I thought it would be interesting to explore how public sculpture has been used to illustrate some of occupations that have been undertaken in the City over the centuries.
First up is one of my favourite pieces, The Cordwainer. Here on Watling Street (EC4N 1SR) you are in the Ward of Cordwainer which in medieval times was the centre of shoe-making in the City of London. The finest leather from Cordoba in Spain was used which gave rise to the name of the craftsmen and the Ward. In the background is the wall of St Mary Aldermary church …
I love the detail in the work, the craftsman’s face and particularly the hands straining with effort. The statue’s shoes are very beautifully represented too – but then they would have to be.
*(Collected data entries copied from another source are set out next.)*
pub mod cycle;
pub mod enums;
pub mod sequence;
pub mod serialize;
pub mod shared;
pub mod temporal;
pub mod tree;

pub use cycle::{CycleDetector, ObjectIdentity};
pub use enums::EnumValue;
pub use sequence::SequenceProvider;
pub use serialize::{ParseError, SerializeError, TreeDeserialize, TreeSerialize};
pub use shared::{Shared, same_instance, shared};
pub use temporal::{Date, Time, Timestamp};
pub use tree::{Tree, TreeMap};

///
/// Prelude
///

pub mod prelude {
    pub use crate::{
        cycle::{CycleDetector, ObjectIdentity},
        enums::EnumValue,
        sequence::SequenceProvider,
        serialize::{ParseError, SerializeError, TreeDeserialize, TreeSerialize},
        shared::{Shared, same_instance, shared},
        temporal::{Date, Time, Timestamp},
        tree::{Tree, TreeMap},
    };
}
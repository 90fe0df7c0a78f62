use crate::{
    context::GenerationContext,
    contribution::{Method, Receiver, TraitImpl},
    plugin::{GeneratorPlugin, PluginId},
    plugins::{AttributeAccessorPlugin, CollectionAccessorPlugin, ReferenceAccessorPlugin},
};
use stratum_schema::types::AttributeKind;

///
/// TreeDeserializerPlugin
///
/// Implements `TreeDeserialize` for the class: lenient ingest from the
/// mapping. Scalars and references degrade to null on absence; embedded
/// objects and collections are left untouched when their key is missing.
/// Collection members are added through `add_to_`, never by replacing
/// storage, so back-references are established.
///

pub struct TreeDeserializerPlugin;

impl TreeDeserializerPlugin {
    pub const ID: PluginId = "tree-deserializer";
}

// Accessor on TreeMap for each scalar kind.
const fn scalar_accessor(kind: AttributeKind) -> Option<&'static str> {
    match kind {
        AttributeKind::Bool => Some("get_bool"),
        AttributeKind::Int => Some("get_i64"),
        AttributeKind::Float => Some("get_f64"),
        AttributeKind::Text => Some("get_text"),
        AttributeKind::List => Some("get_tree"),
        AttributeKind::DateTime => Some("get_timestamp"),
        AttributeKind::Date => Some("get_date"),
        AttributeKind::Time => Some("get_time"),
        AttributeKind::Enum | AttributeKind::Object => None,
    }
}

impl GeneratorPlugin for TreeDeserializerPlugin {
    fn id(&self) -> PluginId {
        Self::ID
    }

    fn dependencies(&self) -> &[PluginId] {
        &[
            AttributeAccessorPlugin::ID,
            ReferenceAccessorPlugin::ID,
            CollectionAccessorPlugin::ID,
        ]
    }

    fn generate(&self, ctx: &mut GenerationContext) {
        ctx.contribute(Self::ID, |plan, view| {
            let mut method = Method::new("from_tree", Receiver::Handle)
                .with_param("data", "&TreeMap");

            // scalar and reference mutation under one borrow, released
            // before collection ingest re-enters through add_to_
            method.line("{");
            method.line("    let mut entity = this.borrow_mut();");

            for attribute in view.attributes() {
                let name = &attribute.name;
                match attribute.kind {
                    AttributeKind::Enum => {
                        method.line(format!(
                            "    entity.set_{name}_from_value(data.get_str(\"{name}\"));"
                        ));
                    }
                    AttributeKind::Object => {
                        let ty = attribute.type_name.as_deref().unwrap_or_default();
                        method.line(format!("    if let Some(value) = data.get_map(\"{name}\") {{"));
                        method.line(format!(
                            "        entity.set_{name}(Some({ty}::new_from_tree(value)));"
                        ));
                        method.line("    }");
                    }
                    kind => {
                        if let Some(accessor) = scalar_accessor(kind) {
                            method.line(format!(
                                "    entity.set_{name}(data.{accessor}(\"{name}\"));"
                            ));
                        }
                    }
                }
            }

            for reference in view.references() {
                let name = &reference.name;
                let foreign = &reference.foreign_entity;
                method.line(format!(
                    "    entity.set_{name}(data.get_map(\"{name}\").map({foreign}::new_from_tree));"
                ));
            }

            method.line("}");

            for collection in view.collections() {
                let name = &collection.name;
                let foreign = &collection.foreign_entity;
                method.line(format!("if let Some(children) = data.get_list(\"{name}\") {{"));
                method.line("    for child in children {");
                method.line("        if let Some(child) = child.as_map() {");
                method.line(format!(
                    "            Self::add_to_{name}(this, {foreign}::new_from_tree(child));"
                ));
                method.line("        }");
                method.line("    }");
                method.line("}");
            }

            for dynamic in view.dynamic_collections() {
                let name = &dynamic.name;
                let foreign = &dynamic.foreign_entity;
                method.line(format!("if let Some(children) = data.get_list(\"{name}\") {{"));
                method.line("    for child in children {");
                method.line("        if let Some(child) = child.as_map() {");
                method.line(format!(
                    "            Self::add_to_{name}(this, {foreign}::new_from_tree(child));"
                ));
                method.line("        }");
                method.line("    }");
                method.line("}");
            }

            plan.add_trait_impl(TraitImpl::new("TreeDeserialize").with_method(method));
        });
    }
}
use crate::{
    context::GenerationContext,
    contribution::{Method, Receiver},
    plugin::{GeneratorPlugin, PluginId},
    plugins::MemberPlugin,
};

///
/// CollectionAccessorPlugin
///
/// Collection getter plus the `add_to_` mutator, the only sanctioned way
/// to grow a collection. The mutator overwrites the child's inverse
/// reference unconditionally (last add wins, no detach), lazily initializes
/// storage, and appends; duplicates are permitted.
///

pub struct CollectionAccessorPlugin;

impl CollectionAccessorPlugin {
    pub const ID: PluginId = "collection-accessor";
}

impl GeneratorPlugin for CollectionAccessorPlugin {
    fn id(&self) -> PluginId {
        Self::ID
    }

    fn dependencies(&self) -> &[PluginId] {
        &[MemberPlugin::ID]
    }

    fn generate(&self, ctx: &mut GenerationContext) {
        ctx.contribute(Self::ID, |plan, view| {
            for collection in view.collections() {
                let name = &collection.name;
                let foreign = &collection.foreign_entity;

                let mut getter = Method::new(format!("get_{name}"), Receiver::Ref)
                    .returns(format!("&[Shared<{foreign}>]"));
                getter.line(format!("self.{name}.as_deref().unwrap_or_default()"));
                plan.add_method(getter);

                let mut add_to = Method::new(format!("add_to_{name}"), Receiver::Handle)
                    .with_param("child", format!("Shared<{foreign}>"));
                add_to.line(format!(
                    "child.borrow_mut().set_{}(Some(Shared::clone(this)));",
                    collection.foreign_reference
                ));
                add_to.line(format!(
                    "this.borrow_mut().{name}.get_or_insert_with(Vec::new).push(child);"
                ));
                plan.add_method(add_to);
            }

            // dynamic collections carry no inverse reference to sync
            for dynamic in view.dynamic_collections() {
                let name = &dynamic.name;
                let foreign = &dynamic.foreign_entity;

                let mut getter = Method::new(format!("get_{name}"), Receiver::Ref)
                    .returns(format!("&[Shared<{foreign}>]"));
                getter.line(format!("self.{name}.as_deref().unwrap_or_default()"));
                plan.add_method(getter);

                let mut add_to = Method::new(format!("add_to_{name}"), Receiver::Handle)
                    .with_param("child", format!("Shared<{foreign}>"));
                add_to.line(format!(
                    "this.borrow_mut().{name}.get_or_insert_with(Vec::new).push(child);"
                ));
                plan.add_method(add_to);
            }
        });
    }
}
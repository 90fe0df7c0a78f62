use crate::{
    cycle::CycleDetector,
    shared::{Shared, shared},
    tree::{Tree, TreeMap},
};
use thiserror::Error as ThisError;

///
/// SerializeError
///

#[derive(Debug, ThisError)]
pub enum SerializeError {
    #[error("value at '{path}' is not JSON-encodable: non-finite number")]
    NonFiniteNumber { path: String },

    #[error("encode failed: {0}")]
    Encode(String),
}

///
/// ParseError
///

#[derive(Debug, ThisError)]
pub enum ParseError {
    #[error("malformed JSON: {0}")]
    Malformed(#[from] serde_json::Error),

    #[error("JSON root must be an object")]
    RootNotObject,
}

///
/// TreeSerialize
///
/// Export half of the graph serialization contract. `to_tree_with` threads
/// one detector through the whole call tree; a node already visited in that
/// tree serializes as the omitted marker (`Tree::Null`) instead of
/// descending. Cycles are broken this way, never reported as errors.
///

pub trait TreeSerialize {
    fn to_tree_with(&self, detector: &mut CycleDetector) -> Tree;

    /// Serialize with a detector scoped to this call. Callers serializing a
    /// forest that shares nodes thread their own detector instead.
    fn to_tree(&self) -> Tree {
        let mut detector = CycleDetector::new();
        self.to_tree_with(&mut detector)
    }

    /// JSON text of exactly the mapping `to_tree` produces.
    fn to_json(&self) -> Result<String, SerializeError> {
        self.to_tree().to_json()
    }
}

///
/// TreeDeserialize
///
/// Import half of the contract, defined over the shared handle so collection
/// ingest can establish back-references. No cycle detection: ingest only
/// constructs descendants, never revisits self.
///

pub trait TreeDeserialize: Default {
    /// Apply a mapping to an existing instance. Missing keys degrade per
    /// field: scalars and references to null, embedded objects and
    /// collections left untouched.
    fn from_tree(this: &Shared<Self>, data: &TreeMap);

    /// Construct a fresh instance from a mapping.
    #[must_use]
    fn new_from_tree(data: &TreeMap) -> Shared<Self> {
        let this = shared(Self::default());
        Self::from_tree(&this, data);
        this
    }

    /// Decode JSON text and apply it. The text is parsed in full before any
    /// mutation; on malformed input or a non-object root the target is left
    /// entirely unchanged.
    fn from_json(this: &Shared<Self>, text: &str) -> Result<(), ParseError> {
        let tree = Tree::from_json(text)?;
        match tree {
            Tree::Map(data) => {
                Self::from_tree(this, &data);
                Ok(())
            }
            _ => Err(ParseError::RootNotObject),
        }
    }

    /// Construct a fresh instance from JSON text.
    fn new_from_json(text: &str) -> Result<Shared<Self>, ParseError> {
        let this = shared(Self::default());
        Self::from_json(&this, text)?;
        Ok(this)
    }
}
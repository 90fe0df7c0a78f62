use crate::{
    context::GenerationContext,
    contribution::Constant,
    plugin::{GeneratorPlugin, PluginId},
    plugins::column_constant,
};

///
/// ConstantPlugin
///
/// Table-name and per-attribute column-name constants.
///

pub struct ConstantPlugin;

impl ConstantPlugin {
    pub const ID: PluginId = "constant";
}

impl GeneratorPlugin for ConstantPlugin {
    fn id(&self) -> PluginId {
        Self::ID
    }

    fn generate(&self, ctx: &mut GenerationContext) {
        ctx.contribute(Self::ID, |plan, view| {
            plan.add_constant(Constant::new(
                "TABLE_NAME",
                format!("\"{}\"", view.entity().table),
            ));
            for attribute in view.attributes() {
                plan.add_constant(Constant::new(
                    column_constant(attribute),
                    format!("\"{}\"", attribute.column),
                ));
            }
        });
    }
}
It’s a bit of an over-simplification but, basically, cordwainers made shoes (and were not allowed to repair them) and cobblers repaired shoes (and were not allowed to make them). Cobblers got around this injunction by salvaging old leather and making ‘new’ shoes out of that, but in the end a pragmatic solution evolved and the two professions merged under the Cordwainers Company auspices. But if you want your shoes repaired today you still go to a cobbler.
Beside the slope in Aldersgate Street that leads up to the Barbican Estate is this frieze (EC2Y 8AF). It used to be above the premises of W. Bryer & Sons who were gold refiners and assayers at numbers 53 and 54 Barbican. Having survived the Blitz the building was demolished in 1962 and the frieze re-erected here.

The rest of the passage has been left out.